Cristina Zivko, PhD1,2, Vasiliki Mahairaki, PhD1,2

1Department of Genetic Medicine, Johns Hopkins School of Medicine, 21205 Baltimore, MD, USA

2The Richman Family Precision Medicine Center of Excellence in Alzheimer’s Disease, Johns Hopkins School of Medicine, 21205 Baltimore, MD, USA

Alzheimer's Disease (AD) is a devastating neurodegenerative disorder. It affects more than 55 million people around the globe, with the number of patients projected to more than double in the next 25 years[1]. We don’t really understand how exactly someone develops AD, with its onset, progression and specific clinical manifestations varying substantially across people.

There is no cure for AD: at best we can only modestly slow its inevitable progression. Moreover, patients respond differently to available or candidate treatments, with some not benefitting at all. Research into novel therapies for AD has had an astonishing 98% failure rate in the past 20 years[2]. Treatments that seem to work well enough to justify clinical trials, often do not translate into positive outcomes for patients.

But there’s hope: what if pre-clinical models could account for patient variability? What if we could evaluate drug efficacy by testing on a platform developed from the patients themselves?

Our precision medicine approach specifically targets that goal.
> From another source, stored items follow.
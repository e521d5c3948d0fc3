use actix_web::{middleware::Logger, web, App, HttpResponse, HttpServer};
use anyhow::Context;
use log::info;
use strum::IntoEnumIterator;

use crate::{config::Config, error::RoutingError, time_service::TimeService, zone::Zone};

/// Registers `GET /<zone>` for every supported zone, plus the JSON fallbacks for
/// unknown paths and unsupported methods.
pub fn configure(cfg: &mut web::ServiceConfig) {
    for zone in Zone::iter() {
        cfg.service(
            web::resource(zone.path())
                .app_data(web::Data::new(zone))
                .route(web::get().to(get_time))
                .default_service(web::route().to(method_not_allowed)),
        );
    }
    cfg.default_service(web::route().to(not_found));
}

async fn get_time(service: web::Data<TimeService>, zone: web::Data<Zone>) -> HttpResponse {
    HttpResponse::Ok().json(service.get_time(**zone))
}

async fn method_not_allowed() -> Result<HttpResponse, RoutingError> {
    Err(RoutingError::MethodNotAllowed)
}

async fn not_found() -> Result<HttpResponse, RoutingError> {
    Err(RoutingError::NotFound)
}

pub async fn run(config: &Config, service: TimeService) -> anyhow::Result<()> {
    info!(
        "Time API {} listening on {}:{}",
        env!("CARGO_PKG_VERSION"),
        config.host,
        config.port
    );
    HttpServer::new(move || {
        App::new()
            .app_data(web::Data::new(service.clone()))
            .configure(configure)
            .wrap(Logger::default())
    })
    .bind((config.host.as_str(), config.port))
    .with_context(|| format!("Failed to bind {}:{}", config.host, config.port))?
    .run()
    .await?;
    Ok(())
}
use chrono::FixedOffset;
use strum::{Display, EnumIter};

/// Time zones served by the API.  Both have a fixed offset with no daylight saving.
#[derive(Clone, Copy, PartialEq, Eq, Hash, Debug, EnumIter, Display)]
#[strum(serialize_all = "lowercase")]
pub enum Zone {
    Jst,
    Utc,
}

impl Zone {
    pub const fn offset_seconds(self) -> i32 {
        match self {
            Zone::Jst => 9 * 60 * 60,
            Zone::Utc => 0,
        }
    }

    pub fn offset(self) -> FixedOffset {
        FixedOffset::east_opt(self.offset_seconds()).unwrap()
    }

    /// Route the zone is served at, e.g. `/jst`.
    pub fn path(self) -> String {
        format!("/{self}")
    }
}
Healthy individuals and different AD patients were recruited to our study. We reprogrammed their peripheral blood monocytes and generated their human induced pluripotent stem cells (iPSCs). We then checked for the presence of pluripotency markers (TRA-1-60, OCT4, NANOG) and performed spontaneous differentiation assays to confirm the iPSCs can differentiate into all three germ lineages (endoderm, ectoderm, mesoderm).
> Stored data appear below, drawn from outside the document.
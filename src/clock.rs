use chrono::{DateTime, Utc};

/// Source of the current instant.
pub trait Clock: Send + Sync {
    fn now(&self) -> DateTime<Utc>;
}

#[derive(Clone, Copy, Default, Debug)]
pub struct SystemClock;

impl Clock for SystemClock {
    fn now(&self) -> DateTime<Utc> {
        Utc::now()
    }
}

/// Always reports the same instant.
#[derive(Clone, Copy, PartialEq, Eq, Debug, derive_more::From)]
pub struct FixedClock(DateTime<Utc>);

impl FixedClock {
    pub fn get(self) -> DateTime<Utc> {
        self.0
    }
}

impl Clock for FixedClock {
    fn now(&self) -> DateTime<Utc> {
        self.0
    }
}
Then we used the iPSC lines of several individuals to generate their 3D hindbrain organoids containing serotonin-producing neurons (5-HT-organoids). We were interested in the functioning of the serotonergic system as predictor of the development of neuropsychiatric symptoms (NPS) for some patients but not others. We were also looking for a way to evaluate in vitro the effects of the FDA approved antidepressant escitalopram, a selective serotonin reuptake inhibitor.
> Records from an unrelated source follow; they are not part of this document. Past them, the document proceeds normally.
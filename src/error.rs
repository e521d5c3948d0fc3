use actix_web::{
    http::{header, StatusCode},
    HttpResponse, ResponseError,
};
use serde::Serialize;

/// Requests that match no route.  Rendered as `{"detail": ...}`.
#[derive(Clone, Copy, PartialEq, Eq, Debug, thiserror::Error)]
pub enum RoutingError {
    #[error("Not Found")]
    NotFound,
    #[error("Method Not Allowed")]
    MethodNotAllowed,
}

#[derive(Serialize)]
struct ErrorBody {
    detail: String,
}

impl ResponseError for RoutingError {
    fn status_code(&self) -> StatusCode {
        match self {
            RoutingError::NotFound => StatusCode::NOT_FOUND,
            RoutingError::MethodNotAllowed => StatusCode::METHOD_NOT_ALLOWED,
        }
    }

    fn error_response(&self) -> HttpResponse {
        let mut response = HttpResponse::build(self.status_code());
        if let RoutingError::MethodNotAllowed = self {
            // Every resource only answers GET
            response.insert_header((header::ALLOW, "GET"));
        }
        response.json(ErrorBody {
            detail: self.to_string(),
        })
    }
}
We derived 5-HT-organoids from the iPSCs of 3 healthy individuals and 3 AD patients, two of who were additionally diagnosed with NPS (Fig. 1). All experiments were performed three separate times to ensure reproducibility and robustness. Growing from iPSCs into 5-HT-organoids, cells lost pluripotency markers associated with stem cells (e.g., TRA-1-60, Oct4), while initially gaining markers associated with neuronal precursor cells (NKX2.2, Nestin) then markers associated with neurons (LMX1b, TUJ1), finally with serotonin-producing neurons specifically (TPH2, 5-HT). These we evaluated with quantitative real time PCR, flow cytometry, and immunocytochemistry imaged by confocal fluorescent microscopy. We then developed a python code in-house to measure the growth and circularity of hundreds of organoids over the course of 42 days [4], all consistent with each other across biologically independent triplicates, for the 6 different individuals. All these organoids released serotonin into the culture supernatant at levels that we could detect by enzyme-linked immunosorbent assay, and within a similar quantitative range.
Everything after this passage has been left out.